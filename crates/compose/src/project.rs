//! 프로젝트와 서비스
//!
//! [`Project`]는 선언된 서비스 설정과 공유 [`Context`]를 묶습니다.
//! [`Service`]는 서비스 하나의 설정과 관계 목록을 가지며, 컨테이너 핸들은
//! 서비스를 약한 참조로만 가리킵니다.
//!
//! # 사용 예시
//! ```ignore
//! let project = Project::builder(Arc::new(client))
//!     .config(config)
//!     .service("db", db_config)
//!     .service("web", web_config)
//!     .build()?;
//!
//! let web = project.create_service("web")?;
//! let container = web.container(1);
//! container.up().await?;
//! ```

use std::collections::BTreeMap;
use std::sync::Arc;

use stevedore_core::config::ServiceConfig;
use stevedore_core::types::ServiceRelationship;

use crate::auth::CredentialStore;
use crate::config::ComposeConfig;
use crate::container::ContainerHandle;
use crate::docker::{ContainerSummary, RuntimeClient};
use crate::error::ComposeError;
use crate::logs::{LogSinkFactory, PrefixedSinkFactory};

/// 프로젝트의 모든 서비스가 공유하는 실행 환경
pub struct Context<C: RuntimeClient> {
    client: Arc<C>,
    config: ComposeConfig,
    credentials: CredentialStore,
    sinks: Arc<dyn LogSinkFactory>,
    services: BTreeMap<String, ServiceConfig>,
}

impl<C: RuntimeClient> Context<C> {
    pub fn client(&self) -> &Arc<C> {
        &self.client
    }

    pub fn config(&self) -> &ComposeConfig {
        &self.config
    }

    pub fn credentials(&self) -> &CredentialStore {
        &self.credentials
    }

    pub fn sinks(&self) -> &Arc<dyn LogSinkFactory> {
        &self.sinks
    }

    /// 선언된 서비스 설정 전체
    pub fn services(&self) -> &BTreeMap<String, ServiceConfig> {
        &self.services
    }

    pub fn is_declared(&self, service: &str) -> bool {
        self.services.contains_key(service)
    }
}

/// 서비스 집합
pub struct Project<C: RuntimeClient> {
    context: Arc<Context<C>>,
}

impl<C: RuntimeClient> Project<C> {
    pub fn builder(client: Arc<C>) -> ProjectBuilder<C> {
        ProjectBuilder::new(client)
    }

    /// 프로젝트 이름
    pub fn name(&self) -> &str {
        &self.context.config.project_name
    }

    pub fn context(&self) -> &Arc<Context<C>> {
        &self.context
    }

    pub fn is_declared(&self, service: &str) -> bool {
        self.context.is_declared(service)
    }

    /// 선언된 서비스 이름 (사전순)
    pub fn service_names(&self) -> impl Iterator<Item = &str> {
        self.context.services.keys().map(String::as_str)
    }

    /// 선언된 서비스의 [`Service`] 객체를 만듭니다.
    ///
    /// 컨테이너는 만들지 않습니다.
    pub fn create_service(&self, name: &str) -> Result<Arc<Service<C>>, ComposeError> {
        Service::from_context(&self.context, name).map(Arc::new)
    }
}

/// 프로젝트 빌더
pub struct ProjectBuilder<C: RuntimeClient> {
    client: Arc<C>,
    config: ComposeConfig,
    credentials: CredentialStore,
    sinks: Arc<dyn LogSinkFactory>,
    services: BTreeMap<String, ServiceConfig>,
}

impl<C: RuntimeClient> ProjectBuilder<C> {
    pub fn new(client: Arc<C>) -> Self {
        Self {
            client,
            config: ComposeConfig::default(),
            credentials: CredentialStore::default(),
            sinks: Arc::new(PrefixedSinkFactory),
            services: BTreeMap::new(),
        }
    }

    pub fn config(mut self, config: ComposeConfig) -> Self {
        self.config = config;
        self
    }

    pub fn credentials(mut self, credentials: CredentialStore) -> Self {
        self.credentials = credentials;
        self
    }

    /// 로그 sink 팩토리를 설정합니다. 기본값은 [`PrefixedSinkFactory`]입니다.
    pub fn sink_factory(mut self, sinks: Arc<dyn LogSinkFactory>) -> Self {
        self.sinks = sinks;
        self
    }

    /// 서비스 하나를 선언합니다.
    pub fn service(mut self, name: impl Into<String>, config: ServiceConfig) -> Self {
        self.services.insert(name.into(), config);
        self
    }

    /// 서비스 선언 전체를 교체합니다.
    pub fn services(mut self, services: BTreeMap<String, ServiceConfig>) -> Self {
        self.services = services;
        self
    }

    /// 설정을 검증하고 프로젝트를 생성합니다.
    pub fn build(self) -> Result<Project<C>, ComposeError> {
        self.config.validate()?;

        if let Some((name, _)) = self.services.iter().find(|(_, s)| s.image.trim().is_empty()) {
            return Err(ComposeError::Config {
                field: format!("services.{name}.image"),
                reason: "must not be empty".to_owned(),
            });
        }

        Ok(Project {
            context: Arc::new(Context {
                client: self.client,
                config: self.config,
                credentials: self.credentials,
                sinks: self.sinks,
                services: self.services,
            }),
        })
    }
}

/// 서비스 하나의 원하는 상태
pub struct Service<C: RuntimeClient> {
    name: String,
    config: ServiceConfig,
    relationships: Vec<ServiceRelationship>,
    context: Arc<Context<C>>,
}

impl<C: RuntimeClient> Service<C> {
    /// 컨텍스트에 선언된 설정으로 서비스를 만듭니다.
    pub fn from_context(context: &Arc<Context<C>>, name: &str) -> Result<Self, ComposeError> {
        let config = context
            .services
            .get(name)
            .cloned()
            .ok_or_else(|| ComposeError::UnknownService(name.to_owned()))?;
        let relationships = config.relationships();
        Ok(Self {
            name: name.to_owned(),
            config,
            relationships,
            context: Arc::clone(context),
        })
    }

    pub fn name(&self) -> &str {
        &self.name
    }

    pub fn config(&self) -> &ServiceConfig {
        &self.config
    }

    /// 선언 순서의 관계 목록
    pub fn relationships(&self) -> &[ServiceRelationship] {
        &self.relationships
    }

    pub fn context(&self) -> &Arc<Context<C>> {
        &self.context
    }

    /// `n`번째 인스턴스의 결정적 컨테이너 이름 (`<project>_<service>_<n>`)
    pub fn container_name(&self, n: u32) -> String {
        format!("{}_{}_{}", self.context.config.project_name, self.name, n)
    }

    /// `n`번째 인스턴스의 컨테이너 핸들을 반환합니다.
    pub fn container(self: &Arc<Self>, n: u32) -> ContainerHandle<C> {
        ContainerHandle::new(self.container_name(n), self)
    }

    /// 생성 시 컨테이너에 기록할 레이블
    ///
    /// 서비스 설정의 레이블 위에 예약 레이블을 덮어씁니다.
    pub fn labels_for(&self, container: &str) -> BTreeMap<String, String> {
        let keys = &self.context.config.labels;
        let mut labels = self.config.labels.clone();
        labels.insert(keys.container.clone(), container.to_owned());
        labels.insert(keys.service.clone(), self.name.clone());
        labels.insert(keys.project.clone(), self.context.config.project_name.clone());
        labels
    }

    /// 이 서비스에 속한 기존 컨테이너 목록 (이름순)
    pub async fn containers(&self) -> Result<Vec<ContainerSummary>, ComposeError> {
        let keys = &self.context.config.labels;
        let filter = [
            (keys.project.clone(), self.context.config.project_name.clone()),
            (keys.service.clone(), self.name.clone()),
        ];
        let mut containers = self.context.client.list_by_labels(&filter).await?;
        containers.sort_by(|a, b| a.name.cmp(&b.name));
        Ok(containers)
    }
}

impl<C: RuntimeClient> std::fmt::Debug for Service<C> {
    fn fmt(&self, f: &mut std::fmt::Formatter<'_>) -> std::fmt::Result {
        f.debug_struct("Service")
            .field("name", &self.name)
            .field("image", &self.config.image)
            .field("relationships", &self.relationships)
            .finish()
    }
}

________________________

→ **WHAT YOU HAVE TO DO**
Tell how many lines above contain the word "인스턴스의". Nothing but the number is needed.

→ **RESULT FOR THIS EXERCISE**
2